From the entries below, copy out all lines holding "Creates".

(Records drawn from a dataset)
--- --- ---

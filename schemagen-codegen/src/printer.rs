//! Writing generated files to a module directory.

use crate::error::CodegenError;
use crate::generator::Generator;
use std::fs;
use std::path::{Path, PathBuf};

/// Runs generators and writes their output into one directory.
pub struct Printer {
    module: String,
    dir: PathBuf,
    generators: Vec<Box<dyn Generator>>,
}

impl Printer {
    /// Creates a printer for a module directory.
    ///
    /// The directory is created when the printer runs if it does not exist.
    #[must_use]
    pub fn new(module: impl Into<String>, dir: impl Into<PathBuf>) -> Self {
        Self {
            module: module.into(),
            dir: dir.into(),
            generators: Vec::new(),
        }
    }

    /// Adds a generator.
    #[must_use]
    pub fn with_generator(mut self, generator: impl Generator + 'static) -> Self {
        self.generators.push(Box::new(generator));
        self
    }

    /// Returns the module name written into file headers.
    #[must_use]
    pub fn module(&self) -> &str {
        &self.module
    }

    /// Returns the target directory.
    #[must_use]
    pub fn dir(&self) -> &Path {
        &self.dir
    }

    /// Returns the header written at the top of every file.
    #[must_use]
    pub fn header(&self) -> String {
        format!(
            "// Code generated by schemagen for module `{}`. DO NOT EDIT.\n\n",
            self.module
        )
    }

    /// Runs every generator and writes its file.
    ///
    /// Returns the paths written, in generator order. A generator that fails
    /// leaves its file untouched and stops the run.
    ///
    /// # Errors
    /// Returns an error if the target path exists and is not a directory,
    /// if the directory cannot be created, or if a generator or write fails.
    pub fn run(&self) -> Result<Vec<PathBuf>, CodegenError> {
        tracing::info!("Beginning generation for module '{}'", self.module);
        self.ensure_dir()?;

        let mut written = Vec::with_capacity(self.generators.len());
        for generator in &self.generators {
            let path = self.dir.join(generator.filename());
            tracing::info!("Generating {}", path.display());

            let mut buf = self.header().into_bytes();
            generator.run(&mut buf)?;
            fs::write(&path, buf)?;
            written.push(path);
        }
        Ok(written)
    }

    fn ensure_dir(&self) -> Result<(), CodegenError> {
        if self.dir.exists() {
            if !self.dir.is_dir() {
                return Err(CodegenError::generation(format!(
                    "'{}' exists and is not a directory",
                    self.dir.display()
                )));
            }
            return Ok(());
        }
        fs::create_dir_all(&self.dir)?;
        tracing::info!("Created directory {}", self.dir.display());
        Ok(())
    }
}
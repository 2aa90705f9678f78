//! # schemagen Codegen
//!
//! Rust source generation from derived schemas.
//!
//! This crate provides:
//! - Schema serialization as `schema_map!` source
//! - Expand function generation from the derivation metadata
//! - Structured and delimiter-balance indentation
//! - Generators and a printer that writes generated files

pub mod emit;
pub mod error;
pub mod generator;
pub mod indent;
pub mod printer;
pub mod rust;

pub use emit::{Fragment, IndentStyle, RenderOptions};
pub use error::CodegenError;
pub use generator::{Generator, SchemaGenerator};
pub use indent::IndentWriter;
pub use printer::Printer;
pub use rust::{ExpandEmitter, SchemaPrinter, expand, serialize};

use schemagen_core::Reflect;

/// Generates the schema function and expand functions for `T`, without
/// `use` declarations or a filter.
///
/// # Arguments
/// * `function_name` - Name of the generated schema function
///
/// # Returns
/// Generated Rust code as a string.
///
/// # Errors
/// Returns `CodegenError` if derivation or rendering fails.
pub fn generate_for<T: Reflect + ?Sized>(function_name: &str) -> Result<String, CodegenError> {
    let options = RenderOptions::new().with_imports(Vec::<String>::new());
    SchemaGenerator::of::<T>(format!("{function_name}.rs"), function_name)
        .with_options(options)
        .generate()
}
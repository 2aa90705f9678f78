//! Schema source generation.
//!
//! Renders a [`SchemaMap`] as a `schema_map!` expression. Keys are sorted and
//! only attributes that differ from their default are written.

use crate::emit::{Fragment, RenderOptions};
use crate::error::CodegenError;
use schemagen_schema::{AttrValue, Elem, Schema, SchemaMap};
use std::io::Write;

/// Renders schema mappings as Rust source.
#[derive(Debug, Clone, Default)]
pub struct SchemaPrinter {
    options: RenderOptions,
}

impl SchemaPrinter {
    /// Creates a printer with the given options.
    #[must_use]
    pub fn new(options: RenderOptions) -> Self {
        Self { options }
    }

    /// Returns the render options.
    #[must_use]
    pub fn options(&self) -> &RenderOptions {
        &self.options
    }

    /// Builds the emission tree of a top-level mapping.
    ///
    /// # Errors
    /// Returns `CodegenError::Unrenderable` if a default value has no source
    /// form.
    pub fn fragment(&self, schema: &SchemaMap) -> Result<Fragment, CodegenError> {
        map_fragment(schema, "schema_map! {", "}")
    }

    /// Renders a top-level mapping to a string.
    ///
    /// # Errors
    /// See [`SchemaPrinter::fragment`].
    pub fn render(&self, schema: &SchemaMap) -> Result<String, CodegenError> {
        let fragment = self.fragment(schema)?;
        self.options.render(&fragment)
    }

    /// Writes a top-level mapping.
    ///
    /// Nothing is written if the mapping cannot be rendered.
    ///
    /// # Errors
    /// See [`SchemaPrinter::fragment`]; also returns IO errors from `out`.
    pub fn print(&self, schema: &SchemaMap, out: &mut dyn Write) -> Result<(), CodegenError> {
        let text = self.render(schema)?;
        out.write_all(text.as_bytes())?;
        Ok(())
    }
}

/// Writes a schema mapping with the default options.
///
/// # Errors
/// See [`SchemaPrinter::print`].
pub fn serialize(schema: &SchemaMap, out: &mut impl Write) -> Result<(), CodegenError> {
    SchemaPrinter::default().print(schema, out)
}

fn map_fragment(schema: &SchemaMap, open: &str, close: &str) -> Result<Fragment, CodegenError> {
    let mut keys: Vec<&String> = schema.keys().collect();
    keys.sort_unstable();

    let mut body = Vec::with_capacity(keys.len());
    for key in keys {
        body.push(entry_fragment(key, &schema[key])?);
    }
    Ok(Fragment::block(open, body, close))
}

fn entry_fragment(key: &str, schema: &Schema) -> Result<Fragment, CodegenError> {
    let mut body = Vec::new();

    if let Some(kind) = schema.kind {
        body.push(Fragment::line(format!("kind: Some(ValueKind::{kind}),")));
    }
    if schema.optional {
        body.push(Fragment::line("optional: true,"));
    }
    if schema.required {
        body.push(Fragment::line("required: true,"));
    }
    if let Some(value) = &schema.default {
        let value = attr_value("default", value)?;
        body.push(Fragment::line(format!("default: Some({value}),")));
    }
    push_string(&mut body, "description", &schema.description);
    push_string(&mut body, "input_default", &schema.input_default);
    if schema.computed {
        body.push(Fragment::line("computed: true,"));
    }
    if schema.force_new {
        body.push(Fragment::line("force_new: true,"));
    }
    match &schema.elem {
        Some(Elem::Schema(elem)) => {
            let inner = match elem.kind {
                Some(kind) => {
                    format!("Schema {{ kind: Some(ValueKind::{kind}), ..Default::default() }}")
                }
                None => "Schema::default()".to_string(),
            };
            body.push(Fragment::line(format!(
                "elem: Some(Elem::Schema(Box::new({inner}))),"
            )));
        }
        Some(Elem::Resource(resource)) => {
            let nested = map_fragment(&resource.schema, "schema: schema_map! {", "},")?;
            body.push(Fragment::block(
                "elem: Some(Elem::Resource(Resource {",
                vec![nested],
                "})),",
            ));
        }
        None => {}
    }
    if schema.max_items != 0 {
        body.push(Fragment::line(format!("max_items: {},", schema.max_items)));
    }
    if schema.min_items != 0 {
        body.push(Fragment::line(format!("min_items: {},", schema.min_items)));
    }
    if !schema.conflicts_with.is_empty() {
        let keys: Vec<String> = schema
            .conflicts_with
            .iter()
            .map(|k| format!("{k:?}.into()"))
            .collect();
        body.push(Fragment::line(format!(
            "conflicts_with: vec![{}],",
            keys.join(", ")
        )));
    }
    push_string(&mut body, "deprecated", &schema.deprecated);
    push_string(&mut body, "removed", &schema.removed);
    if schema.sensitive {
        body.push(Fragment::line("sensitive: true,"));
    }
    body.push(Fragment::line("..Default::default()"));

    Ok(Fragment::block(format!("{key:?} => Schema {{"), body, "},"))
}

fn push_string(body: &mut Vec<Fragment>, attribute: &str, value: &str) {
    if !value.is_empty() {
        body.push(Fragment::line(format!("{attribute}: {value:?}.into(),")));
    }
}

/// Returns the source form of an attribute value.
fn attr_value(attribute: &str, value: &AttrValue) -> Result<String, CodegenError> {
    match value {
        AttrValue::Bool(b) => Ok(format!("AttrValue::Bool({b})")),
        AttrValue::Int(i) => Ok(format!("AttrValue::Int({i})")),
        AttrValue::Float(f) if f.is_finite() => Ok(format!("AttrValue::Float({f:?})")),
        AttrValue::String(s) => Ok(format!("AttrValue::String({s:?}.into())")),
        AttrValue::Float(_) | AttrValue::List(_) => {
            Err(CodegenError::unrenderable(attribute, value))
        }
    }
}
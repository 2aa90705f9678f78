//! Field filters: the walker's extension point.
//!
//! A filter receives the [`GenFieldState`] of each field before the walker
//! processes it and returns the state the walker should use instead. This is
//! the only way to rename a key, change schema attributes, redirect an opaque
//! field to a concrete type, or request `Skip`/`Promote`.

use crate::error::FilterError;
use crate::types::Schema;
use schemagen_core::{FieldDesc, Reflect, TypeRef, underscore};

/// What the walker does with a field.
#[derive(Debug, Clone, Copy, PartialEq, Eq, Default)]
pub enum Action {
    /// Emit the field normally.
    #[default]
    Default,
    /// Drop the field from the output.
    Skip,
    /// Merge a struct field's nested fields into the current level.
    ///
    /// Ignored for fields that are not structs.
    Promote,
}

/// In-progress generation state of a single field.
///
/// Filters receive the state by value and return the (possibly modified)
/// state, so nothing is shared between the walker and the filter.
#[derive(Debug, Clone)]
pub struct GenFieldState {
    name: String,
    field: FieldDesc,
    schema: Schema,
    action: Action,
}

impl GenFieldState {
    /// Creates the initial state for a field.
    ///
    /// The name is the snake case form of the field identifier unless a
    /// `rename` hint is present; `skip` and `flatten` hints seed the action.
    #[must_use]
    pub fn new(field: FieldDesc) -> Self {
        let name = match &field.hints.rename {
            Some(rename) => rename.to_string(),
            None => underscore(field.binding_name()),
        };
        let action = if field.hints.skip {
            Action::Skip
        } else if field.hints.flatten {
            Action::Promote
        } else {
            Action::Default
        };
        Self {
            name,
            field,
            schema: Schema::default(),
            action,
        }
    }

    /// Returns the key the field will be emitted under.
    #[must_use]
    pub fn name(&self) -> &str {
        &self.name
    }

    /// Returns the field being processed.
    #[must_use]
    pub fn field(&self) -> &FieldDesc {
        &self.field
    }

    /// Returns the schema built so far.
    #[must_use]
    pub fn schema(&self) -> &Schema {
        &self.schema
    }

    /// Returns the requested action.
    #[must_use]
    pub fn action(&self) -> Action {
        self.action
    }

    /// Changes the emitted key. An empty name drops the field.
    #[must_use]
    pub fn rename(mut self, name: impl Into<String>) -> Self {
        self.name = name.into();
        self
    }

    /// Redirects the walker to a different declared type.
    #[must_use]
    pub fn redirect(mut self, ty: TypeRef) -> Self {
        self.field.ty = ty;
        self
    }

    /// Redirects the walker to `T`.
    #[must_use]
    pub fn retype<T: Reflect>(self) -> Self {
        self.redirect(T::type_desc)
    }

    /// Applies changes to the schema.
    #[must_use]
    pub fn with_schema(mut self, f: impl FnOnce(&mut Schema)) -> Self {
        f(&mut self.schema);
        self
    }

    /// Returns a mutable reference to the schema.
    pub fn schema_mut(&mut self) -> &mut Schema {
        &mut self.schema
    }

    /// Sets the action.
    #[must_use]
    pub fn with_action(mut self, action: Action) -> Self {
        self.action = action;
        self
    }

    /// Drops the field.
    #[must_use]
    pub fn skip(self) -> Self {
        self.with_action(Action::Skip)
    }

    /// Promotes the nested struct's fields to the current level.
    #[must_use]
    pub fn promote(self) -> Self {
        self.with_action(Action::Promote)
    }

    pub(crate) fn into_parts(self) -> (String, FieldDesc, Schema, Action) {
        (self.name, self.field, self.schema, self.action)
    }
}

/// Customizes schema generation per field.
///
/// Implementations must return fields they do not recognize unchanged.
pub trait Filter {
    /// Transforms the state of one field.
    ///
    /// # Errors
    /// Returns `FilterError` to abort the whole derivation.
    fn filter(&self, state: GenFieldState) -> Result<GenFieldState, FilterError>;
}

impl<F> Filter for F
where
    F: Fn(GenFieldState) -> Result<GenFieldState, FilterError>,
{
    fn filter(&self, state: GenFieldState) -> Result<GenFieldState, FilterError> {
        self(state)
    }
}

/// Runs several filters in order, each seeing the previous one's output.
#[derive(Default)]
pub struct FilterChain {
    filters: Vec<Box<dyn Filter + Send + Sync>>,
}

impl FilterChain {
    /// Creates an empty chain.
    #[must_use]
    pub fn new() -> Self {
        Self::default()
    }

    /// Appends a filter to the chain.
    #[must_use]
    pub fn then(mut self, filter: impl Filter + Send + Sync + 'static) -> Self {
        self.filters.push(Box::new(filter));
        self
    }

    /// Returns the number of filters in the chain.
    #[must_use]
    pub fn len(&self) -> usize {
        self.filters.len()
    }

    /// Returns true if the chain has no filters.
    #[must_use]
    pub fn is_empty(&self) -> bool {
        self.filters.is_empty()
    }
}

impl Filter for FilterChain {
    fn filter(&self, state: GenFieldState) -> Result<GenFieldState, FilterError> {
        self.filters.iter().try_fold(state, |state, f| f.filter(state))
    }
}

#[cfg(test)]
mod tests {
    use super::*;
    use crate::types::ValueKind;
    use schemagen_core::{FieldHints, PrimitiveType, TypeDesc};
    use std::borrow::Cow;

    fn string_desc() -> TypeDesc {
        TypeDesc::primitive(PrimitiveType::String)
    }

    fn int_desc() -> TypeDesc {
        TypeDesc::primitive(PrimitiveType::Int64)
    }

    #[test]
    fn test_initial_state_uses_naming_transform() {
        let state = GenFieldState::new(FieldDesc::new("StringField", string_desc));
        assert_eq!(state.name(), "string_field");
        assert_eq!(state.action(), Action::Default);
        assert_eq!(state.schema(), &Schema::default());
    }

    #[test]
    fn test_initial_state_honours_hints() {
        let field = FieldDesc::new("r#type", string_desc).with_hints(FieldHints {
            rename: Some(Cow::Borrowed("kind")),
            ..FieldHints::default()
        });
        assert_eq!(GenFieldState::new(field).name(), "kind");

        let field = FieldDesc::new("r#type", string_desc);
        assert_eq!(GenFieldState::new(field).name(), "type");

        let field = FieldDesc::new("cache", string_desc).with_hints(FieldHints {
            skip: true,
            ..FieldHints::default()
        });
        assert_eq!(GenFieldState::new(field).action(), Action::Skip);

        let field = FieldDesc::new("base", string_desc).with_hints(FieldHints {
            flatten: true,
            ..FieldHints::default()
        });
        assert_eq!(GenFieldState::new(field).action(), Action::Promote);
    }

    #[test]
    fn test_builder_overrides() {
        let state = GenFieldState::new(FieldDesc::new("foo", string_desc))
            .rename("foo_bar")
            .redirect(int_desc)
            .with_schema(|s| s.required = true)
            .promote();
        assert_eq!(state.name(), "foo_bar");
        assert_eq!(
            state.field().declared_type().as_primitive(),
            Some(PrimitiveType::Int64)
        );
        assert!(state.schema().required);
        assert_eq!(state.action(), Action::Promote);
    }

    #[test]
    fn test_closure_filter_and_chain() {
        let chain = FilterChain::new()
            .then(|state: GenFieldState| -> Result<GenFieldState, FilterError> {
                if state.name() == "foo" {
                    Ok(state.rename("foo_bar"))
                } else {
                    Ok(state)
                }
            })
            .then(|mut state: GenFieldState| -> Result<GenFieldState, FilterError> {
                if state.name() == "foo_bar" {
                    state.schema_mut().kind = Some(ValueKind::String);
                }
                Ok(state)
            });
        assert_eq!(chain.len(), 2);

        let state = chain
            .filter(GenFieldState::new(FieldDesc::new("foo", string_desc)))
            .expect("filter failed");
        assert_eq!(state.name(), "foo_bar");
        assert_eq!(state.schema().kind, Some(ValueKind::String));

        let untouched = chain
            .filter(GenFieldState::new(FieldDesc::new("other", string_desc)))
            .expect("filter failed");
        assert_eq!(untouched.name(), "other");
        assert_eq!(untouched.schema().kind, None);
    }

    #[test]
    fn test_chain_stops_on_error() {
        let chain = FilterChain::new()
            .then(|_: GenFieldState| -> Result<GenFieldState, FilterError> {
                Err(FilterError::new("unsupported field"))
            })
            .then(|state: GenFieldState| -> Result<GenFieldState, FilterError> {
                Ok(state.rename("unreachable"))
            });
        let err = chain
            .filter(GenFieldState::new(FieldDesc::new("foo", string_desc)))
            .unwrap_err();
        assert_eq!(err.message(), "unsupported field");
    }
}
#[allow(unused_imports)]
use schemagen::schema::{AttrValue, Elem, Resource, ResourceData, Schema, SchemaMap, ValueKind, schema_map};
#[allow(unused_imports)]
use schemagen::schema::serde_json::{self, Value};

pub fn switch_schema() -> SchemaMap {
    schema_map! {
        "backup" => Schema {
            kind: Some(ValueKind::List),
            elem: Some(Elem::Resource(Resource {
                schema: schema_map! {
                    "id" => Schema {
                        kind: Some(ValueKind::String),
                        ..Default::default()
                    },
                    "vlan" => Schema {
                        kind: Some(ValueKind::Int),
                        ..Default::default()
                    },
                },
            })),
            max_items: 1,
            ..Default::default()
        },
        "description" => Schema {
            kind: Some(ValueKind::String),
            ..Default::default()
        },
        "enabled" => Schema {
            kind: Some(ValueKind::Bool),
            ..Default::default()
        },
        "labels" => Schema {
            kind: Some(ValueKind::Map),
            ..Default::default()
        },
        "mtu" => Schema {
            kind: Some(ValueKind::Int),
            optional: true,
            default: Some(AttrValue::Int(1500)),
            ..Default::default()
        },
        "name" => Schema {
            kind: Some(ValueKind::String),
            required: true,
            description: "Switch name.".into(),
            ..Default::default()
        },
        "ports" => Schema {
            kind: Some(ValueKind::Set),
            elem: Some(Elem::Resource(Resource {
                schema: schema_map! {
                    "id" => Schema {
                        kind: Some(ValueKind::String),
                        ..Default::default()
                    },
                    "vlan" => Schema {
                        kind: Some(ValueKind::Int),
                        ..Default::default()
                    },
                },
            })),
            ..Default::default()
        },
        "ratio" => Schema {
            kind: Some(ValueKind::Float),
            ..Default::default()
        },
        "tags" => Schema {
            kind: Some(ValueKind::List),
            elem: Some(Elem::Schema(Box::new(Schema { kind: Some(ValueKind::String), ..Default::default() }))),
            ..Default::default()
        },
        "trunk" => Schema {
            kind: Some(ValueKind::List),
            elem: Some(Elem::Schema(Box::new(Schema { kind: Some(ValueKind::Int), ..Default::default() }))),
            ..Default::default()
        },
        "uplink" => Schema {
            kind: Some(ValueKind::List),
            elem: Some(Elem::Resource(Resource {
                schema: schema_map! {
                    "id" => Schema {
                        kind: Some(ValueKind::String),
                        ..Default::default()
                    },
                    "vlan" => Schema {
                        kind: Some(ValueKind::Int),
                        ..Default::default()
                    },
                },
            })),
            max_items: 1,
            ..Default::default()
        },
    }
}

pub fn expand_switch(d: &ResourceData) -> crate::types::Switch {
    let mut obj = crate::types::Switch::default();
    obj.backup = d.get("backup").get(0).filter(|v| !v.is_null()).map(|v| expand_port(v));
    obj.common.description = d.get("description").as_str().map(str::to_owned);
    obj.enabled = d.get("enabled").as_bool().unwrap_or_default();
    obj.labels = d.get("labels").as_object().into_iter().flatten().map(|(k, v)| (k.clone(), v.as_str().unwrap_or_default().to_owned())).collect();
    obj.mtu = u32::try_from(d.get("mtu").as_u64().unwrap_or_default()).unwrap_or_default();
    obj.name = d.get("name").as_str().unwrap_or_default().to_owned();
    let mut s_ports = Vec::new();
    for v in d.get("ports").as_array().into_iter().flatten() {
        let w = expand_port(v);
        s_ports.push(w);
    }
    obj.ports = s_ports.into_iter().collect();
    obj.ratio = d.get("ratio").as_f64().unwrap_or_default();
    let mut s_tags = Vec::new();
    for v in d.get("tags").as_array().into_iter().flatten() {
        let w = v.as_str().unwrap_or_default().to_owned();
        s_tags.push(w);
    }
    obj.tags = s_tags.into_iter().collect();
    let mut s_trunk = Vec::new();
    for v in d.get("trunk").as_array().into_iter().flatten() {
        let w = u16::try_from(v.as_u64().unwrap_or_default()).unwrap_or_default();
        s_trunk.push(w);
    }
    obj.trunk = d.get("trunk").as_array().map(|_| s_trunk.into_iter().collect());
    obj.uplink = expand_port(&d.get("uplink")[0]);
    obj
}

pub fn expand_port(d: &Value) -> crate::types::Port {
    let mut obj = crate::types::Port::default();
    obj.id = d["id"].as_str().unwrap_or_default().to_owned();
    obj.vlan = u16::try_from(d["vlan"].as_u64().unwrap_or_default()).unwrap_or_default();
    obj
}
//! Error types for schema derivation.

use thiserror::Error;

/// Error raised by a caller-supplied filter.
#[derive(Debug, Error)]
#[error("{message}")]
pub struct FilterError {
    message: String,
    #[source]
    source: Option<Box<dyn std::error::Error + Send + Sync>>,
}

impl FilterError {
    /// Creates a filter error with the given message.
    pub fn new(message: impl Into<String>) -> Self {
        Self {
            message: message.into(),
            source: None,
        }
    }

    /// Creates a filter error wrapping an underlying cause.
    pub fn with_source(
        message: impl Into<String>,
        source: impl Into<Box<dyn std::error::Error + Send + Sync>>,
    ) -> Self {
        Self {
            message: message.into(),
            source: Some(source.into()),
        }
    }

    /// Returns the error message.
    #[must_use]
    pub fn message(&self) -> &str {
        &self.message
    }
}

/// Error type for schema derivation.
#[derive(Debug, Error)]
pub enum DeriveError {
    /// A filter aborted the derivation.
    #[error("filter failed on field '{field}' of '{subject}': {source}")]
    Filter {
        /// Type being derived.
        subject: String,
        /// Field the filter was processing.
        field: String,
        /// Filter error.
        #[source]
        source: FilterError,
    },

    /// Two fields produced the same key at one nesting level.
    #[error("key \"{key}\" conflicts with key already in the schema of '{subject}'")]
    Collision {
        /// Type being derived.
        subject: String,
        /// Conflicting key.
        key: String,
    },

    /// A field wrapped in `Option`, `Rc` or `Arc` was marked for promotion.
    ///
    /// Promoted keys are assigned through the owner field, which only plain
    /// and boxed owners allow.
    #[error("field '{field}' of '{subject}' cannot be flattened through {wrapper}")]
    Unflattenable {
        /// Type being derived.
        subject: String,
        /// Field marked for promotion.
        field: String,
        /// Wrapper type in the way.
        wrapper: String,
    },

    /// A composite type contains itself on the current derivation path.
    #[error("recursive type reference detected: {path}")]
    RecursiveType {
        /// Chain of type paths ending in the repeated type.
        path: String,
    },
}

impl DeriveError {
    /// Creates a collision error.
    pub fn collision(subject: impl Into<String>, key: impl Into<String>) -> Self {
        Self::Collision {
            subject: subject.into(),
            key: key.into(),
        }
    }

    /// Returns the conflicting key, if this is a collision error.
    #[must_use]
    pub fn collision_key(&self) -> Option<&str> {
        match self {
            Self::Collision { key, .. } => Some(key),
            _ => None,
        }
    }
}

--- --- ---

> SOLUTION TO THIS TASK:
    /// Creates a printer for a module directory.
    /// Creates a printer with the given options.
    /// Creates the initial state for a field.
    /// Creates an empty chain.
    /// Creates a filter error with the given message.
    /// Creates a filter error wrapping an underlying cause.
    /// Creates a collision error.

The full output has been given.